1. The principle permitting suit against an agent of the Government to restrain execution of an unconstitutional statute protects only legal rights. P. 137.

2. Franchises to be a corporation and to function as a public utility and nonexclusive franchises to occupy and use public property and places for service of the public do not grant freedom from competition. P. 138.

3. The validity of a statutory grant of power cannot be challenged merely because its exercise results in harmful competition. The damage is damnum absque injuria. P. 139.

Page 119

4. State laws requiring electric power companies to obtain certificates of convenience and necessity as a condition to doing business do not confer upon those possessing such certificates a standing to enjoin operations of the Tennessee Valley Authority, which, though it has no such certificate, operates with consent of the State. P. 141.

5. The appellant power companies may not raise, in this case, any question of discrimination forbidden by the Fourteenth Amendment involved in state exemption of the Tennessee Valley Authority from commission regulation. Frost v. Corporation Commission, 278 U.S. 515, distinguished. P. 143.

6. The competition of the Tennessee Valley Authority in underselling the power companies and in fixing resale rates by contract does not amount to regulation of their rates in violation of the Tenth Amendment, and gives rise to no cause of action under that Amendment or under the Ninth Amendment. P. 143.

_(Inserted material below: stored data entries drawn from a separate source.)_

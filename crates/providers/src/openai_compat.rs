//! OpenAI-compatible backends.
//!
//! Works with OpenAI, OpenRouter, Ollama, vLLM and any endpoint exposing
//! `/chat/completions` and `/embeddings`.

use async_trait::async_trait;
use contextor_core::error::ProviderError;
use contextor_core::provider::{Embedder, LanguageModel, SamplingParams};
use serde::Deserialize;
use tracing::debug;

use crate::http;

/// A chat-completions language model.
pub struct OpenAiCompatModel {
    base_url: String,
    api_key: Option<String>,
    model: String,
    client: reqwest::Client,
}

impl OpenAiCompatModel {
    pub fn new(
        base_url: impl Into<String>,
        model: impl Into<String>,
        api_key: Option<String>,
        timeout_secs: u64,
    ) -> Result<Self, ProviderError> {
        Ok(Self {
            base_url: base_url.into().trim_end_matches('/').to_string(),
            api_key,
            model: model.into(),
            client: http::client(timeout_secs)?,
        })
    }

    /// Local Ollama server (convenience constructor).
    pub fn ollama(model: impl Into<String>) -> Result<Self, ProviderError> {
        Self::new("http://localhost:11434/v1", model, None, 120)
    }
}

#[async_trait]
impl LanguageModel for OpenAiCompatModel {
    fn name(&self) -> &str {
        "openai_compat"
    }

    async fn generate(
        &self,
        prompt: &str,
        params: &SamplingParams,
    ) -> Result<String, ProviderError> {
        let url = format!("{}/chat/completions", self.base_url);

        let body = serde_json::json!({
            "model": self.model,
            "messages": [{ "role": "user", "content": prompt }],
            "temperature": params.temperature,
            "max_tokens": params.max_new_tokens,
            "stream": false,
        });

        debug!(model = %self.model, prompt_chars = prompt.len(), "Sending completion request");

        let mut request = self.client.post(&url).json(&body);
        if let Some(key) = &self.api_key {
            request = request.bearer_auth(key);
        }
        let response = request.send().await.map_err(http::send_error)?;
        let response = http::check_status(response, self.name()).await?;

        let api_response: ChatResponse = response
            .json()
            .await
            .map_err(|e| ProviderError::MalformedResponse(format!("chat completion: {e}")))?;

        api_response
            .choices
            .into_iter()
            .next()
            .map(|choice| choice.message.content.unwrap_or_default())
            .ok_or_else(|| ProviderError::MalformedResponse("No choices in response".into()))
    }
}

/// An `/embeddings` client.
pub struct OpenAiCompatEmbedder {
    base_url: String,
    api_key: Option<String>,
    model: String,
    client: reqwest::Client,
}

impl OpenAiCompatEmbedder {
    pub fn new(
        base_url: impl Into<String>,
        model: impl Into<String>,
        api_key: Option<String>,
        timeout_secs: u64,
    ) -> Result<Self, ProviderError> {
        Ok(Self {
            base_url: base_url.into().trim_end_matches('/').to_string(),
            api_key,
            model: model.into(),
            client: http::client(timeout_secs)?,
        })
    }
}

#[async_trait]
impl Embedder for OpenAiCompatEmbedder {
    fn name(&self) -> &str {
        "openai_compat"
    }

    async fn embed(&self, text: &str) -> Result<Vec<f32>, ProviderError> {
        self.embed_documents(&[text.to_string()])
            .await?
            .pop()
            .ok_or_else(|| ProviderError::MalformedResponse("empty embedding response".into()))
    }

    async fn embed_documents(&self, texts: &[String]) -> Result<Vec<Vec<f32>>, ProviderError> {
        if texts.is_empty() {
            return Ok(Vec::new());
        }

        let url = format!("{}/embeddings", self.base_url);
        let body = serde_json::json!({
            "model": self.model,
            "input": texts,
            "encoding_format": "float",
        });

        debug!(model = %self.model, count = texts.len(), "Sending embedding request");

        let mut request = self.client.post(&url).json(&body);
        if let Some(key) = &self.api_key {
            request = request.bearer_auth(key);
        }
        let response = request.send().await.map_err(http::send_error)?;
        let response = http::check_status(response, self.name()).await?;

        let mut api_resp: EmbeddingResponse = response
            .json()
            .await
            .map_err(|e| ProviderError::MalformedResponse(format!("embedding response: {e}")))?;

        if api_resp.data.len() != texts.len() {
            return Err(ProviderError::MalformedResponse(format!(
                "expected {} embeddings, got {}",
                texts.len(),
                api_resp.data.len()
            )));
        }

        // Entries may arrive out of order
        api_resp.data.sort_by_key(|d| d.index);
        Ok(api_resp.data.into_iter().map(|d| d.embedding).collect())
    }
}

#[derive(Deserialize)]
struct ChatResponse {
    choices: Vec<ChatChoice>,
}

#[derive(Deserialize)]
struct ChatChoice {
    message: ChatMessage,
}

#[derive(Deserialize)]
struct ChatMessage {
    content: Option<String>,
}

#[derive(Deserialize)]
struct EmbeddingResponse {
    data: Vec<EmbeddingData>,
}

#[derive(Deserialize)]
struct EmbeddingData {
    #[serde(default)]
    index: usize,
    embedding: Vec<f32>,
}
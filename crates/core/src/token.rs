//! Token counting.
//!
//! The default tokenizer uses a character-based heuristic: ~4 bytes per
//! token. This is within ~10% of BPE tokenizers on English text, which is
//! enough for budgeting context.

/// Counts tokenizer units in a text.
pub trait Tokenizer: Send + Sync {
    fn count(&self, text: &str) -> usize;
}

/// 1 token ≈ 4 bytes, rounded up.
#[derive(Debug, Clone, Copy, Default)]
pub struct HeuristicTokenizer;

impl Tokenizer for HeuristicTokenizer {
    fn count(&self, text: &str) -> usize {
        estimate_tokens(text)
    }
}

/// Estimate the token count for a string.
pub fn estimate_tokens(text: &str) -> usize {
    if text.is_empty() {
        return 0;
    }
    text.len().div_ceil(4)
}
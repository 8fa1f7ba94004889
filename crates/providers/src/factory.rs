//! Build backends from configuration.

use std::sync::Arc;

use contextor_config::{EmbeddingConfig, EmbeddingProviderKind, LlmConfig, LlmKind};
use contextor_core::error::ProviderError;
use contextor_core::provider::{Embedder, LanguageModel};

use crate::generate::GenerateEndpointModel;
use crate::hash::HashEmbedder;
use crate::openai_compat::{OpenAiCompatEmbedder, OpenAiCompatModel};

/// The configured language model, or `None` when classification should
/// rely on keyword rules alone.
pub fn build_language_model(
    config: &LlmConfig,
) -> Result<Option<Arc<dyn LanguageModel>>, ProviderError> {
    let model: Arc<dyn LanguageModel> = match config.kind {
        LlmKind::None => return Ok(None),
        LlmKind::OpenaiCompat => Arc::new(OpenAiCompatModel::new(
            &config.base_url,
            &config.model,
            config.api_key.clone(),
            config.timeout_secs,
        )?),
        LlmKind::Generate => Arc::new(GenerateEndpointModel::new(
            &config.base_url,
            &config.model,
            config.timeout_secs,
        )?),
    };
    tracing::debug!(backend = model.name(), model = %config.model, "Language model configured");
    Ok(Some(model))
}

pub fn build_embedder(config: &EmbeddingConfig) -> Result<Arc<dyn Embedder>, ProviderError> {
    let embedder: Arc<dyn Embedder> = match config.provider {
        EmbeddingProviderKind::Hash => Arc::new(HashEmbedder::new(config.dimensions)),
        EmbeddingProviderKind::OpenaiCompat => {
            if config.api_key.is_none() && config.base_url.contains("api.openai.com") {
                return Err(ProviderError::NotConfigured(
                    "embedding.api_key is required for api.openai.com".into(),
                ));
            }
            Arc::new(OpenAiCompatEmbedder::new(
                &config.base_url,
                &config.model,
                config.api_key.clone(),
                config.timeout_secs,
            )?)
        }
    };
    Ok(embedder)
}

#[cfg(test)]
mod tests {
    use super::*;

    #[test]
    fn none_kind_builds_no_model() {
        let config = LlmConfig {
            kind: LlmKind::None,
            ..Default::default()
        };
        assert!(build_language_model(&config).unwrap().is_none());
    }

    #[test]
    fn kinds_select_backends() {
        let mut config = LlmConfig::default();
        let model = build_language_model(&config).unwrap().unwrap();
        assert_eq!(model.name(), "generate");

        config.kind = LlmKind::OpenaiCompat;
        let model = build_language_model(&config).unwrap().unwrap();
        assert_eq!(model.name(), "openai_compat");
    }

    #[test]
    fn default_embedder_is_hash() {
        let embedder = build_embedder(&EmbeddingConfig::default()).unwrap();
        assert_eq!(embedder.name(), "hash");
    }

    #[test]
    fn openai_embeddings_need_a_key() {
        let config = EmbeddingConfig {
            provider: EmbeddingProviderKind::OpenaiCompat,
            ..Default::default()
        };
        let err = build_embedder(&config).err().unwrap();
        assert!(matches!(err, ProviderError::NotConfigured(_)));
    }
}
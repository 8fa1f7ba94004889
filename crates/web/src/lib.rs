//! Web context for Contextor: DuckDuckGo search, page fetching, and
//! readable-text extraction.

pub mod extract;
pub mod fetch;
pub mod retriever;
pub mod search;

pub use extract::extract_text;
pub use fetch::HttpPageFetcher;
pub use retriever::WebRetriever;
pub use search::DuckDuckGoSearch;
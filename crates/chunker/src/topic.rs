//! Split where the following message announces a change of subject.

use contextor_core::{Chunk, ChunkKind, Conversation, Message};

use crate::keywords::{top_keywords, topic_label};
use crate::text::render_messages;

const SHIFT_MARKERS: &[&str] = &[
    "by the way",
    "also",
    "different question",
    "new topic",
    "changing subject",
];

fn opens_new_topic(message: &Message) -> bool {
    let content = message.content.to_lowercase();
    SHIFT_MARKERS.iter().any(|marker| content.contains(marker))
}

pub(crate) fn chunk(conversation: &Conversation) -> Vec<Chunk> {
    let messages = &conversation.messages;
    let mut groups: Vec<Vec<Message>> = Vec::new();
    let mut current: Vec<Message> = Vec::new();

    for (i, message) in messages.iter().enumerate() {
        current.push(message.clone());
        if messages.get(i + 1).is_some_and(opens_new_topic) {
            groups.push(std::mem::take(&mut current));
        }
    }
    if !current.is_empty() {
        groups.push(current);
    }

    groups
        .into_iter()
        .enumerate()
        .map(|(group_index, group)| {
            Chunk::new(ChunkKind::Topic, &conversation.id, render_messages(&group))
                .with_meta("topic", topic_label(&group))
                .with_meta("keywords", top_keywords(&group, 5))
                .with_meta("message_count", group.len())
                .with_meta("group_index", group_index)
                .with_messages(group)
        })
        .collect()
}
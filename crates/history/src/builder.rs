//! Turn stored conversations into index documents.

use contextor_chunker::{ChunkStrategy, Chunker};
use contextor_core::message::latest_timestamp;
use contextor_core::{Chunk, Conversation, DocumentMetadata, Role};
use tracing::warn;

/// Text and metadata for one document, before embedding.
#[derive(Debug, Clone, PartialEq)]
pub struct PendingDocument {
    pub content: String,
    pub metadata: DocumentMetadata,
}

/// The conversation with system messages removed.
fn without_system(conversation: &Conversation) -> Conversation {
    Conversation {
        id: conversation.id.clone(),
        source_file: conversation.source_file.clone(),
        messages: conversation
            .messages
            .iter()
            .filter(|m| m.role != Role::System)
            .cloned()
            .collect(),
    }
}

fn to_pending(chunk: Chunk, conversation: &Conversation) -> PendingDocument {
    // Sliding windows carry no messages; describe them by their conversation.
    let source = if chunk.messages.is_empty() {
        &conversation.messages
    } else {
        &chunk.messages
    };
    PendingDocument {
        metadata: DocumentMetadata {
            conversation_id: conversation.id.clone(),
            message_count: source.len(),
            last_updated: latest_timestamp(source),
            source_file: conversation.source_file.clone(),
            chunk_kind: Some(chunk.kind),
        },
        content: chunk.content,
    }
}

/// Chunk every conversation with `strategy`. Conversations the strategy
/// cannot handle are skipped with a warning.
pub fn build_documents(
    chunker: &Chunker,
    strategy: ChunkStrategy,
    conversations: &[Conversation],
) -> Vec<PendingDocument> {
    let mut documents = Vec::new();
    for conversation in conversations {
        let filtered = without_system(conversation);
        if filtered.messages.iter().all(|m| m.content.trim().is_empty()) {
            continue;
        }
        match chunker.chunk_conversation(strategy, &filtered) {
            Ok(chunks) => documents.extend(
                chunks
                    .into_iter()
                    .filter(|c| !c.content.trim().is_empty())
                    .map(|c| to_pending(c, &filtered)),
            ),
            Err(e) => {
                warn!(conversation = %conversation.id, strategy = %strategy, error = %e, "Skipping conversation");
            }
        }
    }
    documents
}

7. The findings and evidence in this case do not sustain the charge of a conspiracy between the Tennessee Valley Authority and the Public Works Administrator to intimidate the appellant power companies into selling their existing systems where the Authority desires to seize the market for electricity. P. 144.

Cooperation by two federal officials, one acting under a statute whereby funds are provided for the erection of municipal plants and the other under a statute authorizing the production of electricity and its sale to such plants, in competition with the appellants, does not spell conspiracy to injure their business. P. 146.

1 F.Supp. 947 affirmed.

Appeal from a decree of a District Court of three judges which dismissed a bill filed by numerous electric power companies wherein they sought to enjoin the Tennessee Valley Authority and its three executive officers and directors from generating, distributing, and selling electric power and from other injurious and allegedly unconstitutional activities in harmful and destructive competition with the appellants.

Page 134

ROBERTS, J., lead opinion

MR. JUSTICE ROBERTS delivered the opinion of the Court.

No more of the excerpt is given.